**The task**
Line by line, write out the material exactly.

**Source records**

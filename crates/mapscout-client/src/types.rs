//! Wire types for the mapscout API.

use std::collections::BTreeMap;

use chrono::{DateTime, Utc};
use serde::{Deserialize, Serialize};

use mapscout_core::{PlanFeatures, WindowKind};

/// A place search request.
#[derive(Debug, Clone, Serialize)]
#[serde(rename_all = "camelCase")]
pub struct SearchRequest {
    /// Category query ("restaurant", "pharmacy", ...).
    pub query: String,

    /// Free-form location. Empty means the source's default area.
    #[serde(skip_serializing_if = "String::is_empty")]
    pub location: String,

    /// Requested result count.
    #[serde(skip_serializing_if = "Option::is_none")]
    pub max_results: Option<usize>,
}

impl SearchRequest {
    /// A search for a category query.
    #[must_use]
    pub fn new(query: impl Into<String>) -> Self {
        Self {
            query: query.into(),
            location: String::new(),
            max_results: None,
        }
    }

    /// Set the location.
    #[must_use]
    pub fn with_location(mut self, location: impl Into<String>) -> Self {
        self.location = location.into();
        self
    }

    /// Set the requested result count.
    #[must_use]
    pub const fn with_max_results(mut self, max_results: usize) -> Self {
        self.max_results = Some(max_results);
        self
    }
}

/// One place in a search result.
#[derive(Debug, Clone, PartialEq, Eq, Serialize, Deserialize)]
pub struct Place {
    /// Business name.
    pub name: String,
    /// Category label.
    pub category: String,
    /// Rating as the service formats it ("4.2").
    pub rating: String,
    /// Street address.
    pub address: String,
    /// Phone number.
    pub phone: String,
    /// Website, or "N/A".
    pub website: String,
    /// Opening hours text.
    pub hours: String,
}

/// A successful search response.
#[derive(Debug, Clone, Deserialize)]
#[serde(rename_all = "camelCase")]
pub struct SearchResults {
    /// Id of the recorded consumption event, when accounting succeeded.
    #[serde(default)]
    pub id: Option<String>,

    /// The query as searched.
    pub query: String,

    /// The location as searched.
    pub location: String,

    /// Matched places.
    pub places: Vec<Place>,

    /// When the search completed.
    pub created_at: DateTime<Utc>,
}

/// The usage report for an account.
#[derive(Debug, Clone, Deserialize)]
#[serde(rename_all = "camelCase")]
pub struct UsageReport {
    /// Events counted in the active window.
    pub current: u64,

    /// The tier's per-window allowance.
    pub limit: u64,

    /// Allowance left in the active window.
    pub remaining: u64,

    /// Window cadence.
    pub limit_type: WindowKind,

    /// The effective tier id.
    pub plan_type: String,

    /// Whether the effective tier is free of charge.
    pub is_free_plan: bool,

    /// First instant of the next window.
    pub reset_date: DateTime<Utc>,

    /// Descriptive plan info for every tier, keyed by tier id.
    pub plan_features: BTreeMap<String, PlanFeatures>,
}

/// Wire shape of a quota denial (HTTP 429).
#[derive(Debug, Clone, Deserialize)]
#[serde(rename_all = "camelCase")]
pub struct QuotaDenial {
    /// Human-readable denial message.
    pub error: String,
    /// Events counted in the denied window.
    pub used: u64,
    /// The tier's per-window allowance.
    pub limit: u64,
    /// Window cadence.
    pub limit_type: WindowKind,
    /// The effective tier id.
    pub plan_type: String,
    /// When the window resets.
    pub reset_date: DateTime<Utc>,
}

/// Wire shape of non-quota API errors.
#[derive(Debug, Clone, Deserialize)]
pub struct ApiErrorResponse {
    /// The error envelope.
    pub error: ApiErrorBody,
}

/// Error envelope contents.
#[derive(Debug, Clone, Deserialize)]
pub struct ApiErrorBody {
    /// Stable error code.
    pub code: String,
    /// Human-readable message.
    pub message: String,
}
//! Administrative handlers.

use std::sync::Arc;

use axum::extract::{Path, State};
use axum::Json;
use serde_json::json;

use mapscout_core::AccountId;
use mapscout_store::Store;

use crate::error::ApiError;
use crate::identity::AdminAuth;
use crate::state::AppState;

/// Bulk-purge every consumption event for an account.
///
/// Account-removal tooling only. Evaluations running concurrently with a
/// purge may count rows that are about to disappear; that is acceptable
/// here and nowhere else, which is why this is the log's only delete path.
pub async fn purge_usage(
    State(state): State<Arc<AppState>>,
    admin: AdminAuth,
    Path(account_id): Path<String>,
) -> Result<Json<serde_json::Value>, ApiError> {
    let account_id: AccountId = account_id
        .parse()
        .map_err(|_| ApiError::BadRequest("invalid account ID".into()))?;

    let purged = state
        .store
        .purge_account(&account_id)
        .map_err(|e| ApiError::Internal(e.to_string()))?;

    tracing::info!(
        admin_id = %admin.admin_id,
        account_id = %account_id,
        purged = purged,
        "Account usage purged"
    );

    Ok(Json(json!({
        "accountId": account_id.to_string(),
        "purged": purged,
    })))
}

**Exercise output**
filename crates/mapscout-client/src/types.rs
//! Wire types for the mapscout API.

use std::collections::BTreeMap;

use chrono::{DateTime, Utc};
use serde::{Deserialize, Serialize};

use mapscout_core::{PlanFeatures, WindowKind};

/// A place search request.
#[derive(Debug, Clone, Serialize)]
#[serde(rename_all = "camelCase")]
pub struct SearchRequest {
    /// Category query ("restaurant", "pharmacy", ...).
    pub query: String,

    /// Free-form location. Empty means the source's default area.
    #[serde(skip_serializing_if = "String::is_empty")]
    pub location: String,

    /// Requested result count.
    #[serde(skip_serializing_if = "Option::is_none")]
    pub max_results: Option<usize>,
}

impl SearchRequest {
    /// A search for a category query.
    #[must_use]
    pub fn new(query: impl Into<String>) -> Self {
        Self {
            query: query.into(),
            location: String::new(),
            max_results: None,
        }
    }

    /// Set the location.
    #[must_use]
    pub fn with_location(mut self, location: impl Into<String>) -> Self {
        self.location = location.into();
        self
    }

    /// Set the requested result count.
    #[must_use]
    pub const fn with_max_results(mut self, max_results: usize) -> Self {
        self.max_results = Some(max_results);
        self
    }
}

/// One place in a search result.
#[derive(Debug, Clone, PartialEq, Eq, Serialize, Deserialize)]
pub struct Place {
    /// Business name.
    pub name: String,
    /// Category label.
    pub category: String,
    /// Rating as the service formats it ("4.2").
    pub rating: String,
    /// Street address.
    pub address: String,
    /// Phone number.
    pub phone: String,
    /// Website, or "N/A".
    pub website: String,
    /// Opening hours text.
    pub hours: String,
}

/// A successful search response.
#[derive(Debug, Clone, Deserialize)]
#[serde(rename_all = "camelCase")]
pub struct SearchResults {
    /// Id of the recorded consumption event, when accounting succeeded.
    #[serde(default)]
    pub id: Option<String>,

    /// The query as searched.
    pub query: String,

    /// The location as searched.
    pub location: String,

    /// Matched places.
    pub places: Vec<Place>,

    /// When the search completed.
    pub created_at: DateTime<Utc>,
}

/// The usage report for an account.
#[derive(Debug, Clone, Deserialize)]
#[serde(rename_all = "camelCase")]
pub struct UsageReport {
    /// Events counted in the active window.
    pub current: u64,

    /// The tier's per-window allowance.
    pub limit: u64,

    /// Allowance left in the active window.
    pub remaining: u64,

    /// Window cadence.
    pub limit_type: WindowKind,

    /// The effective tier id.
    pub plan_type: String,

    /// Whether the effective tier is free of charge.
    pub is_free_plan: bool,

    /// First instant of the next window.
    pub reset_date: DateTime<Utc>,

    /// Descriptive plan info for every tier, keyed by tier id.
    pub plan_features: BTreeMap<String, PlanFeatures>,
}

/// Wire shape of a quota denial (HTTP 429).
#[derive(Debug, Clone, Deserialize)]
#[serde(rename_all = "camelCase")]
pub struct QuotaDenial {
    /// Human-readable denial message.
    pub error: String,
    /// Events counted in the denied window.
    pub used: u64,
    /// The tier's per-window allowance.
    pub limit: u64,
    /// Window cadence.
    pub limit_type: WindowKind,
    /// The effective tier id.
    pub plan_type: String,
    /// When the window resets.
    pub reset_date: DateTime<Utc>,
}

/// Wire shape of non-quota API errors.
#[derive(Debug, Clone, Deserialize)]
pub struct ApiErrorResponse {
    /// The error envelope.
    pub error: ApiErrorBody,
}

/// Error envelope contents.
#[derive(Debug, Clone, Deserialize)]
pub struct ApiErrorBody {
    /// Stable error code.
    pub code: String,
    /// Human-readable message.
    pub message: String,
}
//! Administrative handlers.

use std::sync::Arc;

use axum::extract::{Path, State};
use axum::Json;
use serde_json::json;

use mapscout_core::AccountId;
use mapscout_store::Store;

use crate::error::ApiError;
use crate::identity::AdminAuth;
use crate::state::AppState;

/// Bulk-purge every consumption event for an account.
///
/// Account-removal tooling only. Evaluations running concurrently with a
/// purge may count rows that are about to disappear; that is acceptable
/// here and nowhere else, which is why this is the log's only delete path.
pub async fn purge_usage(
    State(state): State<Arc<AppState>>,
    admin: AdminAuth,
    Path(account_id): Path<String>,
) -> Result<Json<serde_json::Value>, ApiError> {
    let account_id: AccountId = account_id
        .parse()
        .map_err(|_| ApiError::BadRequest("invalid account ID".into()))?;

    let purged = state
        .store
        .purge_account(&account_id)
        .map_err(|e| ApiError::Internal(e.to_string()))?;

    tracing::info!(
        admin_id = %admin.admin_id,
        account_id = %account_id,
        purged = purged,
        "Account usage purged"
    );

    Ok(Json(json!({
        "accountId": account_id.to_string(),
        "purged": purged,
    })))
}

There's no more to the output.